In what Nicky later described as the most emotion-charged moment of her nearly three decades in the sulky, the expression on her face was enough to tell a remarkable story.
It came just four days after part-owner Cliff Thomas died at the age of 90 and was on the eve of his funeral.
The fairytale win with a trotter who had been battling to find form released all the grief she felt from losing a lifelong friend.
And the acknowledgements from her fellow drivers of ‘good on you Nicky’ were enough to keep the tears flowing.
Never mind a thousand words, you couldn’t have got 10 out of Nicky as she ungeared the horse, praying nobody would come near her because she knew she’d start bawling.
“I’m not a religious person but it’s actually spooky how often this happens,” she forced out later.
“One of the first things that went through my mind after we crossed the line was how this exact same thing happened with Reign’s mum Landora’s Jewel.”
Nicky wore black armbands for Jewel’s first win in May, 2012, to mark the death of her co-owner and breeder Graham Chisholm.
Just seconds after Reign, out on his feet after leading throughout, managed to stave off late runs from Safrakova and Sir Henry Castleton, Nicky heard the siren go.
“I was desperately trying to think back on the race wondering when I might have done something wrong.”
The inquiry surrounded the home stretch break of fourth-placed Flying Scotsman who was later disqualified.
Nicky said she wasn’t surprised Reign was legless near the finish - he even knuckled over badly 100 metres from home - but she never drew the whip, instead urging him with both reins.
“I knew he was doing his best and it was his first start for two months after he had a foot abscess then caught a bug.
“I’d been so careful with him, not working him too much because he was still coughing a bit.
“But I thought I’ll try to get the front and roll along.
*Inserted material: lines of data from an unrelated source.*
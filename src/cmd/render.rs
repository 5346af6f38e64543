// repo-setup: Publish local folders as hosted Git repositories
//
// SPDX-FileCopyrightText: 2026 Romeo Ahmed
// SPDX-License-Identifier: GPL-3.0-or-later

//! Plain-text rendering of orchestrator results.

use std::path::Path;
use std::sync::OnceLock;
use std::time::{Duration, SystemTime, UNIX_EPOCH};

use indicatif::{ProgressBar, ProgressStyle};

use crate::git::status::ChangeKind;
use crate::hosted::types::{IssueSummary, RecentActivity};
use crate::orchestrator::StatusReport;
use crate::orchestrator::outcome::{OperationOutcome, PublishReport};
use crate::worker::OperationResult;

/// Pre-validated spinner style for running operations.
fn spinner_style() -> ProgressStyle {
    static STYLE: OnceLock<ProgressStyle> = OnceLock::new();
    STYLE
        .get_or_init(|| {
            ProgressStyle::with_template("{spinner:.green} [{elapsed}] {msg}")
                .unwrap_or_else(|_| ProgressStyle::default_spinner())
                .tick_chars("⠁⠂⠄⡀⢀⠠⠐⠈ ")
        })
        .clone()
}

/// Spinner on stderr; hidden automatically when stderr is not a terminal.
#[must_use]
pub fn spinner(message: String) -> ProgressBar {
    let bar = ProgressBar::new_spinner().with_style(spinner_style());
    bar.set_message(message);
    bar.enable_steady_tick(Duration::from_millis(100));
    bar
}

/// Seconds since the Unix epoch.
#[must_use]
pub fn now_secs() -> i64 {
    SystemTime::now()
        .duration_since(UNIX_EPOCH)
        .map_or(0, |d| i64::try_from(d.as_secs()).unwrap_or(i64::MAX))
}

/// Coarse human age: "just now", "5 minutes ago", "3 days ago".
#[must_use]
pub fn relative_age(then: i64, now: i64) -> String {
    let secs = now.saturating_sub(then).max(0);
    let (n, unit) = match secs {
        0..60 => return "just now".to_string(),
        60..3_600 => (secs / 60, "minute"),
        3_600..86_400 => (secs / 3_600, "hour"),
        86_400..2_592_000 => (secs / 86_400, "day"),
        2_592_000..31_536_000 => (secs / 2_592_000, "month"),
        _ => (secs / 31_536_000, "year"),
    };
    let plural = if n == 1 { "" } else { "s" };
    format!("{n} {unit}{plural} ago")
}

#[must_use]
pub fn status_lines(path: &Path, report: &StatusReport, now: i64) -> Vec<String> {
    let state = &report.state;
    let mut lines = vec![format!("Folder:      {}", path.display())];
    if !state.initialized {
        lines.push("Repository:  not initialized".to_string());
        return lines;
    }

    lines.push(format!(
        "Branch:      {}",
        state.current_branch.as_deref().unwrap_or("(detached)")
    ));
    lines.push(format!(
        "Remote:      {}",
        state.remote_url.as_deref().unwrap_or("(none)")
    ));
    if let Some(upstream) = &report.upstream {
        lines.push(format!(
            "Upstream:    {upstream} (ahead {}, behind {})",
            state.ahead_count, state.behind_count
        ));
    }

    if state.is_dirty {
        let count = |kind: ChangeKind| report.entries.iter().filter(|e| e.kind == kind).count();
        let staged = count(ChangeKind::Staged) + count(ChangeKind::StagedAndModified);
        let modified = count(ChangeKind::Modified) + count(ChangeKind::StagedAndModified);
        lines.push(format!(
            "Changes:     {staged} staged, {modified} modified, {} untracked, {} conflicted",
            count(ChangeKind::Untracked),
            count(ChangeKind::Conflicted)
        ));
        for entry in &report.entries {
            lines.push(format!("  {:<16} {}", entry.kind.label(), entry.path));
        }
    } else {
        lines.push("Changes:     clean".to_string());
    }

    match &state.last_commit {
        Some(commit) => lines.push(format!(
            "Last commit: {} ({})",
            commit.message,
            relative_age(commit.timestamp, now)
        )),
        None => lines.push("Last commit: (none)".to_string()),
    }
    lines
}

/// Outcome line followed by the tool output, indented.
#[must_use]
pub fn outcome_lines(outcome: &OperationOutcome) -> Vec<String> {
    let mut lines = vec![outcome.to_string()];
    if let Some(detail) = &outcome.raw_detail {
        lines.extend(detail.lines().map(|l| format!("     {l}")));
    }
    lines
}

#[must_use]
pub fn publish_lines(report: &PublishReport) -> Vec<String> {
    let mut lines: Vec<String> = report.steps.iter().flat_map(outcome_lines).collect();
    if let Some(url) = &report.web_url {
        lines.push(format!("Repository:  {url}"));
    }
    lines
}

fn issue_line(issue: &IssueSummary) -> String {
    let author = issue.user.as_ref().map_or("?", |u| u.login.as_str());
    format!("  #{:<5} {} ({author})", issue.number, issue.title)
}

#[must_use]
pub fn activity_lines(activity: &RecentActivity) -> Vec<String> {
    let mut lines = vec![format!("Recent commits ({}):", activity.commits.len())];
    lines.extend(
        activity
            .commits
            .iter()
            .map(|c| format!("  {} {}", c.short_sha(), c.subject())),
    );
    lines.push(format!("Open pull requests ({}):", activity.pulls.len()));
    lines.extend(activity.pulls.iter().map(issue_line));
    lines.push(format!("Open issues ({}):", activity.issues.len()));
    lines.extend(activity.issues.iter().map(issue_line));
    lines
}

/// Lines for any dispatcher result.
#[must_use]
pub fn result_lines(path: &Path, result: &OperationResult, now: i64) -> Vec<String> {
    match result {
        OperationResult::Step(outcome) | OperationResult::Failed(outcome) => outcome_lines(outcome),
        OperationResult::Published(report) => publish_lines(report),
        OperationResult::Status(report) => status_lines(path, report, now),
        OperationResult::WebUrl(url) => vec![url.clone()],
        OperationResult::Activity(activity) => activity_lines(activity),
    }
}
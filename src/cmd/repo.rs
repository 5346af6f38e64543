// repo-setup: Publish local folders as hosted Git repositories
//
// SPDX-FileCopyrightText: 2026 Romeo Ahmed
// SPDX-License-Identifier: GPL-3.0-or-later

//! Single-step repository commands: init, status, commit, push, pull, open,
//! activity.

use std::path::Path;

use anyhow::bail;

use super::render::{now_secs, result_lines};
use super::{credentials, dispatcher, print_lines, run_operation};
use crate::cli::repo::{ActivityArgs, CommitArgs, FolderArgs};
use crate::config::Config;
use crate::error::Result;
use crate::worker::{Operation, OperationResult};

/// Which single-step command to run against a folder.
#[derive(Debug, Clone, Copy, PartialEq, Eq)]
pub enum FolderCommand {
    Init,
    Status,
    Push,
    Pull,
    Open,
}

impl FolderCommand {
    const fn operation(self) -> Operation {
        match self {
            Self::Init => Operation::Initialize,
            Self::Status => Operation::Status,
            Self::Push => Operation::Push,
            Self::Pull => Operation::Pull,
            Self::Open => Operation::WebUrl,
        }
    }
}

/// Run one of the folder commands.
///
/// # Errors
///
/// Returns an error if the operation fails or the folder is busy.
pub async fn run_folder_command(
    command: FolderCommand,
    args: &FolderArgs,
    config: &Config,
) -> Result<()> {
    let dispatcher = dispatcher(config)?;
    let op = command.operation();
    let name = op.name();
    let result = run_operation(&dispatcher, &args.folder, op).await?;
    report(&args.folder, name, &result)
}

/// Run the commit command.
///
/// # Errors
///
/// Returns an error if staging or committing fails.
pub async fn run_commit_command(args: &CommitArgs, config: &Config) -> Result<()> {
    let dispatcher = dispatcher(config)?;
    let op = Operation::Commit {
        message: args.message.clone(),
    };
    let result = run_operation(&dispatcher, &args.folder, op).await?;
    report(&args.folder, "commit", &result)
}

/// Run the activity command.
///
/// # Errors
///
/// Returns an error if no token is configured, the remote is not hosted, or
/// any listing fails.
pub async fn run_activity_command(args: &ActivityArgs, config: &Config) -> Result<()> {
    let dispatcher = dispatcher(config)?;
    let op = Operation::Activity {
        credentials: credentials(config),
        limit: args.limit,
    };
    let result = run_operation(&dispatcher, &args.folder, op).await?;
    report(&args.folder, "activity", &result)
}

/// Print a result and turn failures into an error for the exit code.
pub(crate) fn report(path: &Path, name: &str, result: &OperationResult) -> Result<()> {
    print_lines(&result_lines(path, result, now_secs()));
    if result.succeeded() {
        Ok(())
    } else {
        bail!("{name} did not complete")
    }
}
// repo-setup: Publish local folders as hosted Git repositories
//
// SPDX-FileCopyrightText: 2026 Romeo Ahmed
// SPDX-License-Identifier: GPL-3.0-or-later

//! Global CLI options available for all commands.
//!
//! # Option Precedence
//!
//! ```text
//! --config FILE       <- Additional config files (can repeat)
//! --log-level N       <- Console verbosity (0-5)
//! --file-log-level N  <- File verbosity (falls back to --log-level)
//! --log-file FILE     <- Enables file logging
//! --github-token TOK  <- hosted.token (or GITHUB_TOKEN)
//!
//! Precedence: CLI flags > REPO_SETUP_* env > --config > repo-setup.toml > defaults
//! ```

use clap::Args;
use std::path::PathBuf;

/// Global options available for all commands.
#[derive(Debug, Clone, Default, Args)]
pub struct GlobalOptions {
    /// Path to additional TOML configuration file(s).
    /// Can be specified multiple times; later files win.
    #[arg(short = 'c', long = "config", value_name = "FILE", global = true, action = clap::ArgAction::Append)]
    pub configs: Vec<PathBuf>,

    /// Skips loading `repo-setup.toml` from the current directory.
    #[arg(long = "no-default-config", global = true)]
    pub no_default_config: bool,

    /// Console log level (0=silent, 1=errors, 2=warnings, 3=info, 4=debug, 5=trace).
    #[arg(short = 'l', long = "log-level", value_name = "LEVEL", global = true, value_parser = clap::value_parser!(u8).range(0..=5))]
    pub log_level: Option<u8>,

    /// File log level, falls back to --log-level.
    #[arg(long = "file-log-level", value_name = "LEVEL", global = true, value_parser = clap::value_parser!(u8).range(0..=5))]
    pub file_log_level: Option<u8>,

    /// Path to log file.
    #[arg(long = "log-file", value_name = "FILE", global = true)]
    pub log_file: Option<PathBuf>,

    /// Hosted API token.
    #[arg(long = "github-token", value_name = "TOKEN", env = "GITHUB_TOKEN", hide_env_values = true, global = true)]
    pub github_token: Option<String>,
}

impl GlobalOptions {
    /// Converts command-line options to configuration overrides.
    #[must_use]
    pub fn to_config_overrides(&self) -> Vec<(&'static str, config::Value)> {
        let mut overrides: Vec<(&'static str, config::Value)> = Vec::new();

        if let Some(level) = self.log_level {
            overrides.push(("global.log_level", i64::from(level).into()));
        }

        // file_log_level falls back to log_level if not specified
        if let Some(level) = self.file_log_level.or(self.log_level) {
            overrides.push(("global.file_log_level", i64::from(level).into()));
        }

        if let Some(ref path) = self.log_file {
            overrides.push(("global.log_file", path.display().to_string().into()));
        }

        if let Some(ref token) = self.github_token {
            overrides.push(("hosted.token", token.clone().into()));
        }

        overrides
    }
}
When I looked at the clock we were going quicker than I thought - he’s quite deceptive the way he gets over the ground.
“Down the back I got the hood off and early in the run home I couldn’t hear anything coming. Then I heard David (Butcher) yelling and I knew his horse Sir Henry Castleton had a sprint on him.”
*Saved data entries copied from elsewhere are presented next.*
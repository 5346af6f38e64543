// repo-setup: Publish local folders as hosted Git repositories
//
// SPDX-FileCopyrightText: 2026 Romeo Ahmed
// SPDX-License-Identifier: GPL-3.0-or-later

//! Git backend abstraction layer.
//!
//! ```text
//! LocalVcs (trait) --> GitCli
//!                        | read:  gix::open (no subprocess)
//!                        | write: git CLI, prompts disabled
//! ```

use crate::error::{GitError, GixError, SetupError, SetupResult};
use std::ffi::OsString;
use std::path::{Path, PathBuf};
use std::process::Command;
use tracing::{debug, trace};

use super::status::{LastCommit, PorcelainStatus};

/// Captured output of a finished git invocation.
#[derive(Debug, Clone, Default, PartialEq, Eq)]
pub struct CommandOutput {
    pub stdout: String,
    pub stderr: String,
}

impl CommandOutput {
    /// Both streams joined for display, empty streams skipped.
    #[must_use]
    pub fn combined(&self) -> String {
        [self.stdout.trim(), self.stderr.trim()]
            .into_iter()
            .filter(|s| !s.is_empty())
            .collect::<Vec<_>>()
            .join("\n")
    }
}

/// Options for [`LocalVcs::push`].
#[derive(Debug, Clone, Copy, PartialEq, Eq, Default)]
pub struct PushMode {
    /// Record the pushed branch as upstream (`-u`).
    pub set_upstream: bool,
    /// Overwrite remote history (`--force`).
    pub force: bool,
}

/// Operations the orchestrator needs from the local version-control tool.
///
/// Every method runs to completion before returning; there is no
/// cancellation once a command has been launched.
pub trait LocalVcs: Send + Sync {
    /// Whether `path` itself is the root of a working tree. Parent
    /// directories are not searched.
    fn is_work_tree(&self, path: &Path) -> bool;

    /// Create an empty repository in `path`.
    ///
    /// # Errors
    ///
    /// Returns a `GitError` if `git init` fails.
    fn init(&self, path: &Path) -> SetupResult<()>;

    /// Stage every tracked and untracked change (`git add --all`).
    ///
    /// # Errors
    ///
    /// Returns a `GitError` if staging fails.
    fn add_all(&self, path: &Path) -> SetupResult<()>;

    /// Commit the index and return the short id of the new commit.
    ///
    /// # Errors
    ///
    /// Returns a `GitError` if the commit fails (including "nothing to commit").
    fn commit(&self, path: &Path, message: &str) -> SetupResult<String>;

    /// Branch, tracking and per-path state.
    ///
    /// # Errors
    ///
    /// Returns a `GitError` if `git status` fails.
    fn status(&self, path: &Path) -> SetupResult<PorcelainStatus>;

    /// Current branch (None when HEAD is detached).
    ///
    /// # Errors
    ///
    /// Returns a `GitError` if the repository or HEAD cannot be read.
    fn current_branch(&self, path: &Path) -> SetupResult<Option<String>>;

    /// Timestamp and subject of HEAD, None before the first commit.
    ///
    /// # Errors
    ///
    /// Returns a `GitError` if git cannot be run or its output is malformed.
    fn last_commit(&self, path: &Path) -> SetupResult<Option<LastCommit>>;

    /// URL of the named remote, None if no such remote exists.
    ///
    /// # Errors
    ///
    /// Returns a `GitError` if git cannot be run.
    fn remote_url(&self, path: &Path, remote: &str) -> SetupResult<Option<String>>;

    /// Add a new remote.
    ///
    /// # Errors
    ///
    /// Returns a `GitError` if the remote already exists or cannot be added.
    fn add_remote(&self, path: &Path, remote: &str, url: &str) -> SetupResult<()>;

    /// Point an existing remote at a new URL.
    ///
    /// # Errors
    ///
    /// Returns a `GitError` if the remote does not exist.
    fn set_remote_url(&self, path: &Path, remote: &str, url: &str) -> SetupResult<()>;

    /// Push the current branch to `remote` under the same name.
    ///
    /// # Errors
    ///
    /// Returns a `GitError` if the push is rejected or fails.
    fn push(&self, path: &Path, remote: &str, mode: PushMode) -> SetupResult<CommandOutput>;

    /// Merge `remote/branch` into the current branch.
    ///
    /// # Errors
    ///
    /// Returns a `GitError` if fetching or merging fails.
    fn pull(&self, path: &Path, remote: &str, branch: &str) -> SetupResult<CommandOutput>;

    /// Write a key to the user's global git configuration.
    ///
    /// # Errors
    ///
    /// Returns a `GitError` if the config file cannot be written.
    fn set_global_config(&self, key: &str, value: &str) -> SetupResult<()>;

    /// Read a key from the user's global git configuration.
    ///
    /// # Errors
    ///
    /// Returns a `GitError` if git cannot be run.
    fn global_config(&self, key: &str) -> SetupResult<Option<String>>;
}

// --- GitCli Implementation ---

/// Git backend driving the `git` executable, with gix for cheap reads.
#[derive(Debug, Clone)]
pub struct GitCli {
    program: PathBuf,
    envs: Vec<(OsString, OsString)>,
}

impl Default for GitCli {
    fn default() -> Self {
        Self::new("git")
    }
}

impl GitCli {
    #[must_use]
    pub fn new(program: impl Into<PathBuf>) -> Self {
        Self {
            program: program.into(),
            envs: Vec::new(),
        }
    }

    /// Resolve `program` through `PATH` so a missing git is reported up front.
    ///
    /// # Errors
    ///
    /// Returns `GitError::ToolNotFound` if the executable cannot be found.
    pub fn locate(program: impl AsRef<std::ffi::OsStr>) -> SetupResult<Self> {
        let program = program.as_ref();
        let resolved = which::which(program).map_err(|e| GitError::ToolNotFound {
            message: format!("{}: {e}", program.to_string_lossy()),
        })?;
        debug!(git = %resolved.display(), "located git");
        Ok(Self::new(resolved))
    }

    /// Add an environment variable to every git invocation.
    #[must_use]
    pub fn env(mut self, key: impl Into<OsString>, value: impl Into<OsString>) -> Self {
        self.envs.push((key.into(), value.into()));
        self
    }

    #[must_use]
    pub fn program(&self) -> &Path {
        &self.program
    }

    /// Run git with prompts disabled (`GCM_INTERACTIVE=never`,
    /// `GIT_TERMINAL_PROMPT=0`) and capture both streams.
    pub(crate) fn run(&self, args: &[&str], cwd: &Path) -> SetupResult<CommandOutput> {
        let command = format!("git {}", args.join(" "));
        trace!(cwd = %cwd.display(), %command, "exec");

        let output = Command::new(&self.program)
            .args(args)
            .current_dir(cwd)
            .env("GCM_INTERACTIVE", "never")
            .env("GIT_TERMINAL_PROMPT", "0")
            .envs(self.envs.iter().map(|(k, v)| (k, v)))
            .output()
            .map_err(|e| spawn_error(&command, &self.program, &e))?;

        let captured = CommandOutput {
            stdout: String::from_utf8_lossy(&output.stdout).into_owned(),
            stderr: String::from_utf8_lossy(&output.stderr).into_owned(),
        };

        if !output.status.success() {
            return Err(exit_error(command, &captured).into());
        }
        Ok(captured)
    }
}

fn spawn_error(command: &str, program: &Path, err: &std::io::Error) -> SetupError {
    match err.kind() {
        std::io::ErrorKind::NotFound => GitError::ToolNotFound {
            message: format!("{}: {err}", program.display()),
        },
        std::io::ErrorKind::PermissionDenied => GitError::PermissionDenied {
            command: command.to_string(),
            message: err.to_string(),
        },
        _ => GitError::CommandFailed {
            command: command.to_string(),
            message: format!("failed to execute git: {err}"),
        },
    }
    .into()
}

fn exit_error(command: String, captured: &CommandOutput) -> GitError {
    let message = captured.combined();
    if message.contains("Permission denied") {
        GitError::PermissionDenied { command, message }
    } else {
        GitError::CommandFailed { command, message }
    }
}

fn is_command_failure(err: &SetupError) -> bool {
    matches!(err, SetupError::Git(boxed) if matches!(**boxed, GitError::CommandFailed { .. }))
}

impl LocalVcs for GitCli {
    fn is_work_tree(&self, path: &Path) -> bool {
        gix::open(path).is_ok_and(|repo| repo.workdir().is_some())
    }

    fn init(&self, path: &Path) -> SetupResult<()> {
        self.run(&["init", "--quiet"], path)?;
        Ok(())
    }

    fn add_all(&self, path: &Path) -> SetupResult<()> {
        self.run(&["add", "--all"], path)?;
        Ok(())
    }

    fn commit(&self, path: &Path, message: &str) -> SetupResult<String> {
        self.run(&["commit", "--quiet", "-m", message], path)?;
        let id = self.run(&["rev-parse", "--short", "HEAD"], path)?;
        Ok(id.stdout.trim().to_string())
    }

    fn status(&self, path: &Path) -> SetupResult<PorcelainStatus> {
        let output = self.run(
            &[
                "status",
                "--porcelain=v1",
                "--branch",
                "--untracked-files=all",
            ],
            path,
        )?;
        Ok(PorcelainStatus::parse(&output.stdout))
    }

    fn current_branch(&self, path: &Path) -> SetupResult<Option<String>> {
        let repo = gix::open(path).map_err(|e| GitError::Gix(GixError::Open(Box::new(e))))?;
        let head = repo
            .head_name()
            .map_err(|e| GitError::Gix(GixError::Head(e)))?;
        Ok(head.map(|name| name.shorten().to_string()))
    }

    fn last_commit(&self, path: &Path) -> SetupResult<Option<LastCommit>> {
        match self.run(&["rev-parse", "--verify", "--quiet", "HEAD"], path) {
            Ok(_) => {}
            Err(e) if is_command_failure(&e) => return Ok(None),
            Err(e) => return Err(e),
        }
        let output = self.run(&["log", "-1", "--format=%ct%x1f%s"], path)?;
        LastCommit::parse_log_line(output.stdout.trim())
            .map(Some)
            .ok_or_else(|| {
                GitError::CommandFailed {
                    command: "git log -1".to_string(),
                    message: format!("unexpected log output: {}", output.stdout.trim()),
                }
                .into()
            })
    }

    fn remote_url(&self, path: &Path, remote: &str) -> SetupResult<Option<String>> {
        match self.run(&["remote", "get-url", remote], path) {
            Ok(output) => Ok(Some(output.stdout.trim().to_string())),
            Err(e) if is_command_failure(&e) => Ok(None),
            Err(e) => Err(e),
        }
    }

    fn add_remote(&self, path: &Path, remote: &str, url: &str) -> SetupResult<()> {
        self.run(&["remote", "add", remote, url], path)?;
        Ok(())
    }

    fn set_remote_url(&self, path: &Path, remote: &str, url: &str) -> SetupResult<()> {
        self.run(&["remote", "set-url", remote, url], path)?;
        Ok(())
    }

    fn push(&self, path: &Path, remote: &str, mode: PushMode) -> SetupResult<CommandOutput> {
        let mut args = vec!["push", "--porcelain"];
        if mode.set_upstream {
            args.push("--set-upstream");
        }
        if mode.force {
            args.push("--force");
        }
        args.extend([remote, "HEAD"]);
        self.run(&args, path)
    }

    fn pull(&self, path: &Path, remote: &str, branch: &str) -> SetupResult<CommandOutput> {
        self.run(&["pull", "--no-rebase", "--no-edit", remote, branch], path)
    }

    fn set_global_config(&self, key: &str, value: &str) -> SetupResult<()> {
        self.run(&["config", "--global", key, value], Path::new("."))?;
        Ok(())
    }

    fn global_config(&self, key: &str) -> SetupResult<Option<String>> {
        match self.run(&["config", "--global", "--get", key], Path::new(".")) {
            Ok(output) => Ok(Some(output.stdout.trim().to_string())),
            Err(e) if is_command_failure(&e) => Ok(None),
            Err(e) => Err(e),
        }
    }
}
Reign, however, seemed to know what was at stake and held on to score by one and three-quarter lengths, dragging his feet over the line in a 62.1 last half.
“I’ve obviously had bigger wins but none so important for me,” Nicky said.
And watching a video replay of the finish at Cliff’s service the next day the tears returned as service MC Dennis Trotter declared nobody but Cliff could have organised his send-off to such a perfect degree.
“You’re going to need his,” Nicky whispered as she lay the Cambridge racebook on Cliff’s coffin alongside RSA poppies and sprigs of rosemary.